In spite of the success of CRFs and multi-scale models for semantic scene segmentation, these approaches are computationally costly both for learning and inference. In this paper, we focus on context models that require minimal training and that can be optimized efficiently. In literature, several superpixel-based parsing algorithms use MRF-based post-processing to smooth out superpixel labels and improve labeling consistency among neighboring superpixels (Tighe and Lazebnik (2013); Nguyen et al. (2015)). Then MRF inference is achieved with fast and effective min-cut/max-flow optimization algorithm. However, typically, these parsing algorithms commit to a single pre-segmentation of the image, which is not always consistent with the boundaries of object classes.

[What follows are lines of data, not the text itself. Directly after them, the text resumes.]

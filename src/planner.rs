//! Startup planner: decides how every node resumes after a restart or a
//! config change, one weakly connected subgraph at a time.

use std::collections::{BTreeMap, BTreeSet, VecDeque};

use serde::{Deserialize, Serialize};
use tracing::debug;

use crate::{
    config::{Change, ChangeKind, MineMeldConfig},
    mgmtbus::NodeStateInfo,
};

#[derive(Clone, Copy, Debug, Serialize, Deserialize, PartialEq, Eq, Hash)]
#[serde(rename_all = "lowercase")]
pub enum Action {
    Reset,
    Initialize,
    Rebuild,
}

impl Action {
    /// Management bus command carrying this action.
    pub fn command(self) -> &'static str {
        match self {
            Action::Reset => "reset",
            Action::Initialize => "initialize",
            Action::Rebuild => "rebuild",
        }
    }
}

pub type Plan = BTreeMap<String, Action>;

/// Nodes missing from `state_info` are planned as if they had no checkpoint.
pub fn plan(config: &MineMeldConfig, state_info: &BTreeMap<String, NodeStateInfo>) -> Plan {
    let mut out = Plan::new();
    for component in components(config) {
        let part = plan_component(config, state_info, &component);
        debug!(nodes = component.len(), ?part, "planner: subgraph planned");
        out.extend(part);
    }
    out
}

/*──────── graph ────────*/

/// Weakly connected components, each sorted by node name. Inputs naming
/// unknown nodes are ignored.
pub fn components(config: &MineMeldConfig) -> Vec<Vec<String>> {
    let mut adj: BTreeMap<&str, BTreeSet<&str>> = config
        .nodes
        .keys()
        .map(|n| (n.as_str(), BTreeSet::new()))
        .collect();
    for (name, node) in &config.nodes {
        for input in &node.inputs {
            if !config.nodes.contains_key(input) {
                continue;
            }
            if let Some(e) = adj.get_mut(name.as_str()) {
                e.insert(input.as_str());
            }
            if let Some(e) = adj.get_mut(input.as_str()) {
                e.insert(name.as_str());
            }
        }
    }

    let mut seen: BTreeSet<&str> = BTreeSet::new();
    let mut out = Vec::new();
    for &start in adj.keys() {
        if !seen.insert(start) {
            continue;
        }
        let mut component = vec![start.to_string()];
        let mut queue = VecDeque::from([start]);
        while let Some(n) = queue.pop_front() {
            for &next in adj.get(n).into_iter().flatten() {
                if seen.insert(next) {
                    component.push(next.to_string());
                    queue.push_back(next);
                }
            }
        }
        component.sort();
        out.push(component);
    }
    out
}

/*──────── per-subgraph rules ────────*/

fn checkpoint_of<'a>(state_info: &'a BTreeMap<String, NodeStateInfo>, node: &str) -> Option<&'a str> {
    state_info.get(node).and_then(|s| s.checkpoint.as_deref())
}

fn plan_component(
    config: &MineMeldConfig,
    state_info: &BTreeMap<String, NodeStateInfo>,
    nodes: &[String],
) -> Plan {
    let checkpoint = |n: &str| checkpoint_of(state_info, n);
    let is_source = |n: &str| config.is_source(n);
    let changes: Vec<&Change> = nodes.iter().flat_map(|n| config.changes_for(n)).collect();
    let has_change = |n: &str, kind: ChangeKind| config.changes_for(n).any(|c| c.kind == kind);
    let all = |action: Action| -> Plan { nodes.iter().map(|n| (n.clone(), action)).collect() };

    // Buckets in first-seen order over sorted node names.
    let mut buckets: Vec<(Option<&str>, Vec<&str>)> = Vec::new();
    for n in nodes {
        let cp = checkpoint(n.as_str());
        match buckets.iter_mut().find(|(k, _)| *k == cp) {
            Some((_, members)) => members.push(n.as_str()),
            None => buckets.push((cp, vec![n.as_str()])),
        }
    }

    // 1. first run of this subgraph
    if buckets.len() == 1 && buckets[0].0.is_none() {
        return all(Action::Reset);
    }

    // 2. consistent restart
    if buckets.len() == 1 && changes.is_empty() {
        return all(Action::Initialize);
    }

    // 3. quorum: non-null bucket holding the most sources, first wins ties
    let mut quorum: Option<&str> = None;
    let mut best = 0usize;
    for (cp, members) in &buckets {
        let Some(cp) = *cp else { continue };
        let sources = members.iter().filter(|&&n| is_source(n)).count();
        if quorum.is_none() || sources > best {
            quorum = Some(cp);
            best = sources;
        }
    }

    // 4. invalid nodes
    let invalid: BTreeSet<&str> = nodes
        .iter()
        .map(String::as_str)
        .filter(|&n| {
            let cp = checkpoint(n);
            (cp.is_some() && cp != quorum)
                || (cp.is_none() && !has_change(n, ChangeKind::Added))
                || has_change(n, ChangeKind::InputDeleted)
        })
        .collect();

    let rebuild_from_quorum = |extra_reset: &BTreeSet<&str>| -> Plan {
        nodes
            .iter()
            .map(|n| {
                let action = if extra_reset.contains(n.as_str())
                    || !is_source(n.as_str())
                    || checkpoint(n.as_str()) != quorum
                {
                    Action::Reset
                } else {
                    Action::Rebuild
                };
                (n.clone(), action)
            })
            .collect()
    };

    // 5. inconsistent state somewhere
    if !invalid.is_empty() {
        return rebuild_from_quorum(&invalid);
    }

    // 6. only new sources were plugged in
    let added_sources: BTreeSet<&str> = changes
        .iter()
        .filter(|c| c.kind == ChangeKind::Added && is_source(c.nodename.as_str()))
        .map(|c| c.nodename.as_str())
        .collect();
    let only_source_additions = changes.iter().all(|c| match c.kind {
        ChangeKind::Added => added_sources.contains(c.nodename.as_str()),
        ChangeKind::InputAdded => c
            .detail
            .as_deref()
            .is_some_and(|d| added_sources.contains(d)),
        ChangeKind::Deleted | ChangeKind::InputDeleted => false,
    });
    if only_source_additions {
        return nodes
            .iter()
            .map(|n| {
                let action = if added_sources.contains(n.as_str()) {
                    Action::Reset
                } else {
                    Action::Initialize
                };
                (n.clone(), action)
            })
            .collect();
    }

    // 7. topology changed downstream of the sources
    rebuild_from_quorum(&BTreeSet::new())
}
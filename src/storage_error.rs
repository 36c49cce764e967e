#[derive(Debug)]
pub enum StorageError {
    Io(std::io::Error),
    /// Error surfaced by the embedded key-value engine.
    Db(String),
    Codec(String),
    NotFound,
    /// Requested trace table does not exist and creation was not allowed.
    TableNotFound(String),
    InvalidInterval {
        start: u64,
        end: u64,
        level: u8,
    },
    CorruptCounter(String),
    Other(String),
}

impl StorageError {
    pub fn db(e: impl std::fmt::Display) -> Self {
        StorageError::Db(e.to_string())
    }

    pub fn is_table_not_found(&self) -> bool {
        matches!(self, StorageError::TableNotFound(_))
    }
}

impl Clone for StorageError {
    fn clone(&self) -> Self {
        match self {
            StorageError::Io(e) => StorageError::Io(std::io::Error::new(e.kind(), e.to_string())),
            StorageError::Db(s) => StorageError::Db(s.clone()),
            StorageError::Codec(s) => StorageError::Codec(s.clone()),
            StorageError::NotFound => StorageError::NotFound,
            StorageError::TableNotFound(s) => StorageError::TableNotFound(s.clone()),
            StorageError::InvalidInterval { start, end, level } => StorageError::InvalidInterval {
                start: *start,
                end: *end,
                level: *level,
            },
            StorageError::CorruptCounter(s) => StorageError::CorruptCounter(s.clone()),
            StorageError::Other(s) => StorageError::Other(s.clone()),
        }
    }
}

impl std::fmt::Display for StorageError {
    fn fmt(&self, f: &mut std::fmt::Formatter<'_>) -> std::fmt::Result {
        match self {
            StorageError::Io(e) => write!(f, "IO error: {}", e),
            StorageError::Db(e) => write!(f, "Database error: {}", e),
            StorageError::Codec(e) => write!(f, "Serialization error: {}", e),
            StorageError::NotFound => write!(f, "Entity not found"),
            StorageError::TableNotFound(name) => write!(f, "Table not found: {name}"),
            StorageError::InvalidInterval { start, end, level } => {
                write!(f, "Invalid interval [{start}, {end}] at level {level}")
            }
            StorageError::CorruptCounter(name) => write!(f, "Corrupt max counter in {name}"),
            StorageError::Other(e) => write!(f, "Other: {}", e),
        }
    }
}

impl std::error::Error for StorageError {}

impl From<std::io::Error> for StorageError {
    fn from(e: std::io::Error) -> Self {
        StorageError::Io(e)
    }
}

impl From<redb::Error> for StorageError {
    fn from(e: redb::Error) -> Self {
        StorageError::db(e)
    }
}

impl From<redb::DatabaseError> for StorageError {
    fn from(e: redb::DatabaseError) -> Self {
        StorageError::db(e)
    }
}

impl From<redb::TransactionError> for StorageError {
    fn from(e: redb::TransactionError) -> Self {
        StorageError::db(e)
    }
}

impl From<redb::TableError> for StorageError {
    fn from(e: redb::TableError) -> Self {
        StorageError::db(e)
    }
}

impl From<redb::StorageError> for StorageError {
    fn from(e: redb::StorageError) -> Self {
        StorageError::db(e)
    }
}

impl From<redb::CommitError> for StorageError {
    fn from(e: redb::CommitError) -> Self {
        StorageError::db(e)
    }
}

To circumvent the shortcomings of previous models, our generalized MRF model defines a flexible framework to combine information coming from multiple segmentations and parsing methods. The closest work to our proposal is Associative Hierarchical Random Fields (AHRF) of Ladicky et al. (2014). AHRF provides a hierarchical MRF model for multiple segmentations at different scales. AHRF is introduced as a generalization of different MRF models defined over pixels, superpixels or a hierarchy of segmentations (such as Pantofaru et al. (2008)). While AHRF defines a strict hierarchy between pixels, segments and super-segments, our model allows for combination of different segmentations without any fixed parent-child or coarse-fine scale relationship in between. In addition, we investigate the fusion of decisions from different (superpixel-based and CNN-based) parsers, while Ladicky et al. (2014) does not explain how to extend AHRF to incorporate several different classifiers.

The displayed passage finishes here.